Your goal: Which lines below contain the word "comment"? Copy each one.

────────────────────────────────────────

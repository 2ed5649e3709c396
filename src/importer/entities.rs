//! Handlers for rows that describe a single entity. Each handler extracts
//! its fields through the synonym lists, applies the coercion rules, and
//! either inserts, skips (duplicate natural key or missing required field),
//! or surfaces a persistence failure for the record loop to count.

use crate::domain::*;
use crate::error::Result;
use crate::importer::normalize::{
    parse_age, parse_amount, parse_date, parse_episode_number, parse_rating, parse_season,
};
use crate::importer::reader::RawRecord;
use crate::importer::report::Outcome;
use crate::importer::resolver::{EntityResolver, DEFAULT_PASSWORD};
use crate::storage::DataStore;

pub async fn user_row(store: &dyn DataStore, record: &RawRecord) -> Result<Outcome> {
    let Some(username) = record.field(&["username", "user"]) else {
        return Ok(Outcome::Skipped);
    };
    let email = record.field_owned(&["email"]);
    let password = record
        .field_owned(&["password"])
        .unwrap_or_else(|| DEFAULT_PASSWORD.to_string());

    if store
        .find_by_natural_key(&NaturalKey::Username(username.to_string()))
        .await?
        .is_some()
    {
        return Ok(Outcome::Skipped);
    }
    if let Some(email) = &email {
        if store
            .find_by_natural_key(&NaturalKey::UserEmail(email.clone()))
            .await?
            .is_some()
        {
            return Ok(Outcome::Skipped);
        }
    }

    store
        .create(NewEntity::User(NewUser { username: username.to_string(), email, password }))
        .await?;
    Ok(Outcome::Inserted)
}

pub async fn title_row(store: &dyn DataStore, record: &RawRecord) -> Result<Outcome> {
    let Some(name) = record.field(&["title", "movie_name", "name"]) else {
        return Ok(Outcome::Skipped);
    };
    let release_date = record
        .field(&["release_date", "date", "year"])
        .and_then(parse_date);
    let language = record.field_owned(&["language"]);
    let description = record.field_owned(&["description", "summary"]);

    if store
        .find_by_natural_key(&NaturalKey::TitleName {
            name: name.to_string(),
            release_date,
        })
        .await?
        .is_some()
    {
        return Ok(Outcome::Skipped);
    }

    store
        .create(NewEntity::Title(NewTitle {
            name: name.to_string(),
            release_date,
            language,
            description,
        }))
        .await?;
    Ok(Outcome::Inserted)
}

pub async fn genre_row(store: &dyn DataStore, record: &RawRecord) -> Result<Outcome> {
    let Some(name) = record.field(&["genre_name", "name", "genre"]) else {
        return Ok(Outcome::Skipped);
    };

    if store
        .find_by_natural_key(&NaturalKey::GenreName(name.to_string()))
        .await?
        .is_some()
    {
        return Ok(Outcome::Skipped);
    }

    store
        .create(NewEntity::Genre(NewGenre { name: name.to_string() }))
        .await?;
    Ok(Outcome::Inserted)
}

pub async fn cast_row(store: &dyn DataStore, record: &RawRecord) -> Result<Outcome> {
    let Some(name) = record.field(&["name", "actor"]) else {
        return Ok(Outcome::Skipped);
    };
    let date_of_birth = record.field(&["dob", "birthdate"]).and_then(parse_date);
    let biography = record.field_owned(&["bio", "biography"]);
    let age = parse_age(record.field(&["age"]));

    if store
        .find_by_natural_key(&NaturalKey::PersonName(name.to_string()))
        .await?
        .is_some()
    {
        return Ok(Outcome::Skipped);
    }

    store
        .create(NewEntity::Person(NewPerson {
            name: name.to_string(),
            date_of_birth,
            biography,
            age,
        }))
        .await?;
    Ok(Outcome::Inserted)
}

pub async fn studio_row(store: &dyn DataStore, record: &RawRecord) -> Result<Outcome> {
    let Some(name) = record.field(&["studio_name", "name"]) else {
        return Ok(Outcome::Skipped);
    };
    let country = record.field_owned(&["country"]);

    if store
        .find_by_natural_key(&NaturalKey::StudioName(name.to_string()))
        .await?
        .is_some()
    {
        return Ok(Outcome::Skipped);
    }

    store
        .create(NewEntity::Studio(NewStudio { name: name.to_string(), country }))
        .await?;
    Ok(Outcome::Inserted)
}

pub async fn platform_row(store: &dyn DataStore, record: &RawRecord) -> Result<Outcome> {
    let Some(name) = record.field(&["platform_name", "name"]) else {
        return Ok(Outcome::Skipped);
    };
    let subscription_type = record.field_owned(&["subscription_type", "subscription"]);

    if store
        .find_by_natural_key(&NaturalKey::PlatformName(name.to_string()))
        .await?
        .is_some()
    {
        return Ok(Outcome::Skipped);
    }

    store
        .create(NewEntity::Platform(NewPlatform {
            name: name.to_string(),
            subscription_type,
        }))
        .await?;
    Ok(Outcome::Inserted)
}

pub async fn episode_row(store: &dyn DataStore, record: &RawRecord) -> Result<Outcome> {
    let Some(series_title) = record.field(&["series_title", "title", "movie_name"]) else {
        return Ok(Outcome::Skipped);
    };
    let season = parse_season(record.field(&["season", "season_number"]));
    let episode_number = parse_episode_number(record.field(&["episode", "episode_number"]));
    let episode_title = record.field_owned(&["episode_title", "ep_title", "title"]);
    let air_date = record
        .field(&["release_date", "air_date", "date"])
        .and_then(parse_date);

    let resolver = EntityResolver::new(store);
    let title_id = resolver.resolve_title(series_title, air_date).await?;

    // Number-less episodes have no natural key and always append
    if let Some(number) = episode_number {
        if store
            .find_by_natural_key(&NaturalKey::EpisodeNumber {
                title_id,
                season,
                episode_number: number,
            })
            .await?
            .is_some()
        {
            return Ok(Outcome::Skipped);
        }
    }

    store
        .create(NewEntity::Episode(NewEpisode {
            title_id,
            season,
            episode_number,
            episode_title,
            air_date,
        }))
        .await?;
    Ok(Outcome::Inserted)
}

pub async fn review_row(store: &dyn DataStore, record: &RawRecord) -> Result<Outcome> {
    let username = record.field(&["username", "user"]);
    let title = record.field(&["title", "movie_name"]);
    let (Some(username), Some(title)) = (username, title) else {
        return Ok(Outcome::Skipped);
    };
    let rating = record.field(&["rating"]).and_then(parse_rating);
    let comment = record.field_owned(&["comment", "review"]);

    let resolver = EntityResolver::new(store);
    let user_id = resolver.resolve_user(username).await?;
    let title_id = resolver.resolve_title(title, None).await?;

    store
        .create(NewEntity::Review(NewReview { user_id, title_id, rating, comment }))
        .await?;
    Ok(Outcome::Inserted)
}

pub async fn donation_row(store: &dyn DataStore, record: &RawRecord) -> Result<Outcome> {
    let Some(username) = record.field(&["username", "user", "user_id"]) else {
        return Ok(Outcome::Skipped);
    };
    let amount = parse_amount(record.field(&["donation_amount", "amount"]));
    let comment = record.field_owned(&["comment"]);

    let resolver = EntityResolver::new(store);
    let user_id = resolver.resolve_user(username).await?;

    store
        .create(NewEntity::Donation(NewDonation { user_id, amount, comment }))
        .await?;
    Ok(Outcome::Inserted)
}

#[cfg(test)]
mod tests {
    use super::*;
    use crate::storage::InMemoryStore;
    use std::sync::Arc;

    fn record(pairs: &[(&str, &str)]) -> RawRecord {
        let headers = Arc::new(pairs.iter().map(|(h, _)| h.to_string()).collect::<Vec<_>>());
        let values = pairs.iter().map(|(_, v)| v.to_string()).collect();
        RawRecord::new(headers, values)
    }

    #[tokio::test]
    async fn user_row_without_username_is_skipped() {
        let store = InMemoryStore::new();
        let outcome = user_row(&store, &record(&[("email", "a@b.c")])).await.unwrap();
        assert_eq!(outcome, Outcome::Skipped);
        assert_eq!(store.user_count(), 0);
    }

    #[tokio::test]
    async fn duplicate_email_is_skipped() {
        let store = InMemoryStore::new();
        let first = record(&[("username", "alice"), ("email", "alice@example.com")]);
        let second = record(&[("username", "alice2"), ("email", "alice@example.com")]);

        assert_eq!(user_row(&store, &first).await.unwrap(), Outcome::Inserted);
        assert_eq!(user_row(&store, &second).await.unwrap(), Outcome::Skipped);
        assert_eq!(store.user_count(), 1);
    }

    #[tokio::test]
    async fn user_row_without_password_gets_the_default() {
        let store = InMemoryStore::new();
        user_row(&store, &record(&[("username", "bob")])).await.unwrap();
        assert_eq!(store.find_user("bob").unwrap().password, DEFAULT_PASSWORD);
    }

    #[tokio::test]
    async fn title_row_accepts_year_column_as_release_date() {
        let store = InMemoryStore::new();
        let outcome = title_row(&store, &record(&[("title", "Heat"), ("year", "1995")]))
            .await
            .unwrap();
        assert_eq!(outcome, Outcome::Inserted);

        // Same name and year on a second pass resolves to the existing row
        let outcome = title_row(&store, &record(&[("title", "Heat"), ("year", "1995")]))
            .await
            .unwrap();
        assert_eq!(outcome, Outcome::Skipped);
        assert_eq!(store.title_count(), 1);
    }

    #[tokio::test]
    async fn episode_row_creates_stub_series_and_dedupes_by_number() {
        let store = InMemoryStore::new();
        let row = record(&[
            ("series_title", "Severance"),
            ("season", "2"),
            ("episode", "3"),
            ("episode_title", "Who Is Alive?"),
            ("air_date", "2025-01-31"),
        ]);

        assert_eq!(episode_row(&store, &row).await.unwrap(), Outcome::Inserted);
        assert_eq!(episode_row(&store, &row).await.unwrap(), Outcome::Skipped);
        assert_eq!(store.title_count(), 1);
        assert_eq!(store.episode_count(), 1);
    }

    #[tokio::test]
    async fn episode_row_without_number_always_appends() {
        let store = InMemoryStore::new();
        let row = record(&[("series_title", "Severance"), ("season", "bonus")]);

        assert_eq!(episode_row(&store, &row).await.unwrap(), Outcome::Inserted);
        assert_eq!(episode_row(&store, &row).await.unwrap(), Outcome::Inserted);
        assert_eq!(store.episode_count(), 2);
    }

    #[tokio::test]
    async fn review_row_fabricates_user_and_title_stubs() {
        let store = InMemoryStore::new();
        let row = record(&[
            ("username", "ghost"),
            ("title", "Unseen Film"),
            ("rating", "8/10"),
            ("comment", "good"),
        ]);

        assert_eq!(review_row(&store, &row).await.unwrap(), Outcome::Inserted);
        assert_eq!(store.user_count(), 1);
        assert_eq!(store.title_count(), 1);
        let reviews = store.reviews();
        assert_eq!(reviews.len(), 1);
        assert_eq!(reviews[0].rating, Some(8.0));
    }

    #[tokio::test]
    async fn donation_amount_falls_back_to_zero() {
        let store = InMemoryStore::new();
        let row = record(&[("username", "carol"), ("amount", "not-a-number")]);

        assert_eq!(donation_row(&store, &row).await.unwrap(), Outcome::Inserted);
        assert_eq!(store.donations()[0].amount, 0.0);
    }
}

────────────────────────────────────────

Answer section:
    let comment = record.field_owned(&["comment", "review"]);
        .create(NewEntity::Review(NewReview { user_id, title_id, rating, comment }))
    let comment = record.field_owned(&["comment"]);
        .create(NewEntity::Donation(NewDonation { user_id, amount, comment }))
            ("comment", "good"),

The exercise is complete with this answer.